LOS ANGELES, CALIFORNIA
Jennie, soltó un suspiro cansado, mientras trataba de relajarse. Sin duda, esto era lo más loco que había hecho en toda su vida y esperaba que fuera la última vez.
Desde muy joven, había sentido una fuerte atracción por las carreras y en especial por las clandestinas. Sentir la adrenalina correr por tus venas, ante la idea de ser arrestado por la policía, sin duda era una sensación indescriptible. Había conocido "La Calle del Diablo" cuatro años atrás, con la ayuda de su mejor amigo, Jackson. Y desde entonces, visitaba el lugar de dos a tres veces a la semana. Ante los presentes, era conocida cómo la segunda mejor corredora de todos, y lo había sido hasta hace un día, cuando perdió ante Joshua.
Joshua Dickinson, era un hombre ambicioso y manipulador, que no dudaba un solo segundo el hacer trampa o causar daño, con tal de ganar y tener dinero. Siempre había tenido carreras con novatos que no apostaban más de dos mil dólares. Carreras, que sus sirvientes corrían por él, a cambio de algunos billetes. En el tiempo que llevaba corriendo en La Calle del Diablo, solo había corrido dos veces sus propias carreras. La primera, con Jackson, dónde había perdido cincuenta mil dólares y la segunda, con Jennie, a quien de manera sucia, le había logrado ganar veinticinco mil dólares.

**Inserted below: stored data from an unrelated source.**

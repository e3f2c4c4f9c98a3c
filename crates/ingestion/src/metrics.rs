//! Ingestion metrics

use std::sync::atomic::{AtomicU64, Ordering};

use contracts::TelemetryChannel;

/// Ingestion metrics
///
/// Counters are also mirrored to the `metrics` facade so an installed
/// exporter sees them.
#[derive(Debug, Default)]
pub struct IngestionMetrics {
    /// Attitude samples received
    pub attitude_samples: AtomicU64,

    /// Position samples received
    pub position_samples: AtomicU64,

    /// Gimbal samples received
    pub gimbal_samples: AtomicU64,

    /// Frames published
    pub frames_received: AtomicU64,

    /// Frames rejected as inconsistent
    pub frames_rejected: AtomicU64,
}

impl IngestionMetrics {
    /// Create new metrics instance
    pub fn new() -> Self {
        Self::default()
    }

    /// Record a telemetry sample
    pub fn record_sample(&self, channel: TelemetryChannel) {
        let counter = match channel {
            TelemetryChannel::Attitude => &self.attitude_samples,
            TelemetryChannel::Position => &self.position_samples,
            TelemetryChannel::Gimbal => &self.gimbal_samples,
        };
        counter.fetch_add(1, Ordering::Relaxed);
        metrics::counter!("geotrack_telemetry_samples_total", "channel" => channel.as_str())
            .increment(1);
    }

    /// Record a published frame
    pub fn record_frame(&self) {
        self.frames_received.fetch_add(1, Ordering::Relaxed);
        metrics::counter!("geotrack_frames_total").increment(1);
    }

    /// Record a rejected frame
    pub fn record_rejected_frame(&self) {
        self.frames_rejected.fetch_add(1, Ordering::Relaxed);
        metrics::counter!("geotrack_frames_rejected_total").increment(1);
    }

    /// Get snapshot
    pub fn snapshot(&self) -> MetricsSnapshot {
        MetricsSnapshot {
            attitude_samples: self.attitude_samples.load(Ordering::Relaxed),
            position_samples: self.position_samples.load(Ordering::Relaxed),
            gimbal_samples: self.gimbal_samples.load(Ordering::Relaxed),
            frames_received: self.frames_received.load(Ordering::Relaxed),
            frames_rejected: self.frames_rejected.load(Ordering::Relaxed),
        }
    }
}

/// Metrics snapshot
#[derive(Debug, Clone, Copy, Default, PartialEq, Eq)]
pub struct MetricsSnapshot {
    pub attitude_samples: u64,
    pub position_samples: u64,
    pub gimbal_samples: u64,
    pub frames_received: u64,
    pub frames_rejected: u64,
}

impl MetricsSnapshot {
    /// Telemetry samples over all channels
    pub fn telemetry_samples(&self) -> u64 {
        self.attitude_samples + self.position_samples + self.gimbal_samples
    }
}

#[cfg(test)]
mod tests {
    use super::*;

    #[test]
    fn test_record_per_channel() {
        let metrics = IngestionMetrics::new();
        metrics.record_sample(TelemetryChannel::Attitude);
        metrics.record_sample(TelemetryChannel::Gimbal);
        metrics.record_sample(TelemetryChannel::Gimbal);
        metrics.record_frame();

        let snap = metrics.snapshot();
        assert_eq!(snap.attitude_samples, 1);
        assert_eq!(snap.position_samples, 0);
        assert_eq!(snap.gimbal_samples, 2);
        assert_eq!(snap.telemetry_samples(), 3);
        assert_eq!(snap.frames_received, 1);
    }
}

Ahora, se encontraba dentro de su auto, completamente nerviosa. Nunca antes, había sentido miedo de perder una carrera cómo lo sentía ahora. Claro no era lo mismo perder dinero, que perder a una persona importante.
Aún le costaba creer que había aceptado la estúpida apuesta de Lisa y ella no había hecho nada para detenerla. Sabía que Lisa, podía ser algo extremista, pero no al grado de ofrecerse cómo un método de pago. Esto, había orillado a Jennie, a comprometerse 100% con la carrera y hacer cualquier cosa con tal de ganar. No estaba dispuesta a perder a Lisa y mucho menos a dejarla en las manos del asqueroso de Joshua. Sabía claramente para que la quería y solo pensar en sus sucias manos sobre el delicado cuerpo de Lisa, le provocaba náuseas.
— ¿A qué hora empieza la carrera?. —Jennie, salió de sus pensamientos, cuando escuchó a Lisa, hablar a su lado.
— En cuánto terminen de encender todos los botes de metal. —dijo la castaña, viendo cómo la calle cada vez se miraba más iluminada, gracias a las llamas de fuego que brotaban de los botes—. En el momento en que estén aquí, darán las indicaciones de la carrera.
Mientras hablaba, sus dedos golpeaban uno por uno, el volante, mostrando su nerviosismo. Lisa, al notar este acto, llevó una de sus manos al volante y la colocó sobre la mano de Jennie, haciendo que la chica frente al volante, girara y la viera directo a los ojos.
— No tienes por qué estar nerviosa. Lo harás bien. —dijo, tratando de tranquilizarla—. Yo confío en tí.
— ¿Qué pasa si pierdo?. —preguntó Jennie, mostrando en su expresión, el temor que le causaba el solo pensar en la posibilidad—. Yo no quiero dejarte con Joshua.
— Eso no va a pasar, porque tú no vas a perder. —la mano de Lisa que se encontraba libre, se alzó hasta lo alto de su rostro y con delicadeza acarició su mejilla—. Tú eres Jennie, el perder y demostrar que eres menos que alguien, no existe en tu vida. Siempre eres la mejor y lo seguirás siendo. Puede que ayer hayas perdido ante ese hombre, pero eso no significa que hoy sea igual. Tienes la oportunidad de demostrarle que siempre serás la mejor. Así que ve y pateale el trasero a ese idiota.
Jennie soltó una pequeña carcajada al oír la última frase de Lisa. Sin duda, estaba pasando mucho tiempo con ella y con Jisoo.
La seriedad volvió a ambas, cuando vieron los dos autos volver. De uno de ellos, bajó un chico bastante alto, con cabello largo y vestido con un abrigo negro lo suficientemente grande, cómo para cubrirlo de la pequeña llovizna, que había empezado a caer.